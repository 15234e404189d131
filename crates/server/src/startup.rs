use std::{net::SocketAddr, sync::Arc};

use axum::Router;
use dotenvy::dotenv;
use migration::MigratorTrait;
use tower_http::cors::CorsLayer;
use tracing::info;

use configs::AppConfig;
use service::mail::SmtpNotifier;

use crate::{routes, state::AppState};

pub fn build_cors() -> CorsLayer {
    CorsLayer::very_permissive()
}

/// Public entry: load configuration from `config.toml` / env and serve.
pub async fn run() -> anyhow::Result<()> {
    dotenv().ok();
    let cfg = AppConfig::load_or_env()?;
    run_with_config(cfg).await
}

pub async fn run_with_config(cfg: AppConfig) -> anyhow::Result<()> {
    common::env::ensure_env(&cfg.site.static_dir, &cfg.site.media_dir).await?;

    let db_cfg = models::db::DatabaseConfig::from(&cfg.database);
    let db = models::db::connect_with_config(&db_cfg).await?;
    migration::Migrator::up(&db, None).await?;
    info!(event = "migrations_applied", "database schema up to date");

    let state = AppState::new(db, &cfg, Arc::new(SmtpNotifier));
    if state.admin_key.is_none() {
        info!("no admin key configured; admin routes disabled");
    }
    let app: Router = routes::build_router(state, build_cors());

    let addr: SocketAddr = format!("{}:{}", cfg.server.host, cfg.server.port).parse()?;
    info!(%addr, event = "listening", "starting http server");
    let listener = tokio::net::TcpListener::bind(addr).await?;
    axum::serve(listener, app).await?;
    Ok(())
}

☆ ☆ ☆ ☆ ☆

TASK PROMPT:
An exact reproduction of all the records is required.

ANSWER TO THIS TASK:
repository 15234e404189d131
filename crates/server/src/startup.rs
use std::{net::SocketAddr, sync::Arc};

use axum::Router;
use dotenvy::dotenv;
use migration::MigratorTrait;
use tower_http::cors::CorsLayer;
use tracing::info;

use configs::AppConfig;
use service::mail::SmtpNotifier;

use crate::{routes, state::AppState};

pub fn build_cors() -> CorsLayer {
    CorsLayer::very_permissive()
}

/// Public entry: load configuration from `config.toml` / env and serve.
pub async fn run() -> anyhow::Result<()> {
    dotenv().ok();
    let cfg = AppConfig::load_or_env()?;
    run_with_config(cfg).await
}

pub async fn run_with_config(cfg: AppConfig) -> anyhow::Result<()> {
    common::env::ensure_env(&cfg.site.static_dir, &cfg.site.media_dir).await?;

    let db_cfg = models::db::DatabaseConfig::from(&cfg.database);
    let db = models::db::connect_with_config(&db_cfg).await?;
    migration::Migrator::up(&db, None).await?;
    info!(event = "migrations_applied", "database schema up to date");

    let state = AppState::new(db, &cfg, Arc::new(SmtpNotifier));
    if state.admin_key.is_none() {
        info!("no admin key configured; admin routes disabled");
    }
    let app: Router = routes::build_router(state, build_cors());

    let addr: SocketAddr = format!("{}:{}", cfg.server.host, cfg.server.port).parse()?;
    info!(%addr, event = "listening", "starting http server");
    let listener = tokio::net::TcpListener::bind(addr).await?;
    axum::serve(listener, app).await?;
    Ok(())
}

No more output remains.